Il fallait trouver comment créer des expériences engageantes et confortables. Il ne fallait pas que ça gêne le personnel dans la salle et, surtout, il fallait que ce soit efficace. Tout le processus des études cliniques est long et quand même complexe. C’est là où a eu la chance de collaborer avec Sylvie Le May, professeure-chercheure à Sainte-Justine en douleur pédiatrique. Au fil des années, on a réussi à démontrer l’efficacité de la technologie.
Même si c’est un produit qui fonctionne et que les gens aiment, la commercialisation amène son lot de défis. Vendre à des hôpitaux peut être long. On est heureux maintenant que des hôpitaux en ont fait l’acquisition et que des patients s’en servent tous les jours.
L.A. : Comment fonctionnent vos trois outils?
J.S.F. : Dream s’adresse aux enfants de cinq ans et plus pour la gestion de la douleur et de l’anxiété pendant une procédure douloureuse. C’est le produit avec lequel on a commencé, qui a été utilisé pendant la campagne de vaccination sur plus de 50 000 enfants. Il est approuvé par Santé Canada. On a une nouvelle version qui sortira cette année. Celle-ci utilise seulement le mouvement des yeux pour accommoder certaines procédures plus complexes, où le patient ne peut pas bouger du tout.
Imagine prépare les enfants de 5 à 17 ans avant l’imagerie par résonance magnétique en leur faisant vivre une IRM en réalité virtuelle. Ça permet de réduire l’anxiété, la peur et la sédation, et de vérifier s’ils sont aptes à faire cet examen. Il est en étude clinique actuellement.

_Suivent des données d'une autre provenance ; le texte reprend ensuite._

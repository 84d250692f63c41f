use crate::error::PathError;
use std::fmt;

/// One step of a parsed path expression.
#[derive(Debug, Clone, PartialEq, Eq)]
pub enum Segment {
    Field(String),
    Index(usize),
    Wildcard,
}

impl fmt::Display for Segment {
    fn fmt(&self, f: &mut fmt::Formatter<'_>) -> fmt::Result {
        match self {
            Segment::Field(name) => write!(f, ".{}", name),
            Segment::Index(i) => write!(f, "[{}]", i),
            Segment::Wildcard => write!(f, "[*]"),
        }
    }
}

fn invalid(path: &str, message: impl Into<String>) -> PathError {
    PathError::InvalidExpression {
        path: path.to_string(),
        message: message.into(),
    }
}

/// Parses a path such as `$.user.addresses[0]['post code']` into segments.
///
/// The leading `$` is optional, so `user.name` and `$.user.name` are equivalent.
pub fn parse_path(path: &str) -> Result<Vec<Segment>, PathError> {
    let trimmed = path.trim();
    let body = trimmed.strip_prefix('$').unwrap_or(trimmed);
    let chars: Vec<char> = body.chars().collect();
    let mut segments = Vec::new();
    let mut pos = 0;

    // A bare leading field (`user.name`) is allowed without a dot.
    if let Some(&first) = chars.first() {
        if first != '.' && first != '[' {
            let (name, next) = read_field(&chars, 0);
            if name.is_empty() {
                return Err(invalid(path, format!("unexpected character '{}'", first)));
            }
            segments.push(field_or_wildcard(name));
            pos = next;
        }
    }

    while pos < chars.len() {
        match chars[pos] {
            '.' => {
                let (name, next) = read_field(&chars, pos + 1);
                if name.is_empty() {
                    return Err(invalid(path, "empty field name after '.'"));
                }
                segments.push(field_or_wildcard(name));
                pos = next;
            }
            '[' => {
                let close = chars[pos + 1..]
                    .iter()
                    .position(|c| *c == ']')
                    .map(|offset| pos + 1 + offset)
                    .ok_or_else(|| invalid(path, "unterminated '['"))?;
                let inner: String = chars[pos + 1..close].iter().collect();
                segments.push(parse_bracket(path, inner.trim())?);
                pos = close + 1;
            }
            other => {
                return Err(invalid(
                    path,
                    format!("unexpected character '{}' at offset {}", other, pos),
                ));
            }
        }
    }

    Ok(segments)
}

fn read_field(chars: &[char], start: usize) -> (String, usize) {
    let end = chars[start..]
        .iter()
        .position(|c| *c == '.' || *c == '[')
        .map_or(chars.len(), |offset| start + offset);
    (chars[start..end].iter().collect(), end)
}

fn field_or_wildcard(name: String) -> Segment {
    if name == "*" {
        Segment::Wildcard
    } else {
        Segment::Field(name)
    }
}

fn parse_bracket(path: &str, inner: &str) -> Result<Segment, PathError> {
    if inner == "*" {
        return Ok(Segment::Wildcard);
    }
    let quoted = (inner.starts_with('\'') && inner.ends_with('\''))
        || (inner.starts_with('"') && inner.ends_with('"'));
    if quoted && inner.len() >= 2 {
        return Ok(Segment::Field(inner[1..inner.len() - 1].to_string()));
    }
    inner
        .parse::<usize>()
        .map(Segment::Index)
        .map_err(|_| invalid(path, format!("'{}' is not an index, quoted key or '*'", inner)))
}
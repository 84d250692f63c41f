//! Outbound notifications from a session to its hosting driver.

use serde::Serialize;
use serde_json::Value;
use std::collections::VecDeque;
use std::sync::Mutex;

#[derive(Debug, Clone, PartialEq, Serialize)]
#[serde(tag = "event", rename_all = "snake_case")]
pub enum Event {
    /// Load the document at `url` and start over.
    Redirect { url: String },
    /// A screen of `flow` was recorded as a back-navigation point.
    SaveHistory { flow: String, task: String },
    /// A fire-and-forget remote call the transport should perform.
    RemoteCall { endpoint: String, payload: Value },
    /// An `event` task ran with an action the engine does not interpret.
    Marker { task: String, action: String },
    /// A back request from `task`; `handled` is false when no flow could take it.
    Back { task: String, handled: bool },
}

/// Receives events raised by a session.
pub trait EventSink: Send + Sync {
    fn emit(&self, event: Event);
}

/// A drainable FIFO of events. The default sink.
#[derive(Debug, Default)]
pub struct EventQueue {
    events: Mutex<VecDeque<Event>>,
}

impl EventQueue {
    pub fn new() -> Self {
        Self::default()
    }

    /// Removes and returns every queued event, oldest first.
    pub fn drain(&self) -> Vec<Event> {
        let mut events = self.events.lock().unwrap_or_else(|e| e.into_inner());
        events.drain(..).collect()
    }

    pub fn len(&self) -> usize {
        self.events.lock().unwrap_or_else(|e| e.into_inner()).len()
    }

    pub fn is_empty(&self) -> bool {
        self.len() == 0
    }
}

impl EventSink for EventQueue {
    fn emit(&self, event: Event) {
        self.events
            .lock()
            .unwrap_or_else(|e| e.into_inner())
            .push_back(event);
    }
}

Inspire est une solution qui s’adresse davantage aux adolescents et aux adultes. On modifie le casque de réalité virtuelle pour être capable de capter la respiration du patient. On lui fait faire des exercices de respiration profonde. On peut les coacher pour s’assurer que le rythme est bon et que l’effet thérapeutique est optimal. Il fait l’objet d’un projet pilote en santé mentale à l’Hôpital d’Alma, en partenariat avec Telus. On a de grandes visées pour ce produit. On espère avoir des versions pour l’oncologie, l’hémodialyse, les soins palliatifs. Le contenu sera spécifique à la trajectoire de soins de ces patients.
L.A. : Quelle sera la suite?
J.S.F. : On a beaucoup développé pendant la pandémie parce que c’était super difficile d’avoir accès aux clients et de s’engager dans une démarche de vente. On a eu la chance d’aller chercher du financement. Aujourd’hui, on est satisfait de notre offre de produits. Maintenant, il faut commercialiser ce qu’on a et grandir le nombre d’hôpitaux qui les utilisent. On a aussi un produit pour les procédures dentaires qui sort cet été. On a très hâte. Les essais avec le prototype sont prometteurs.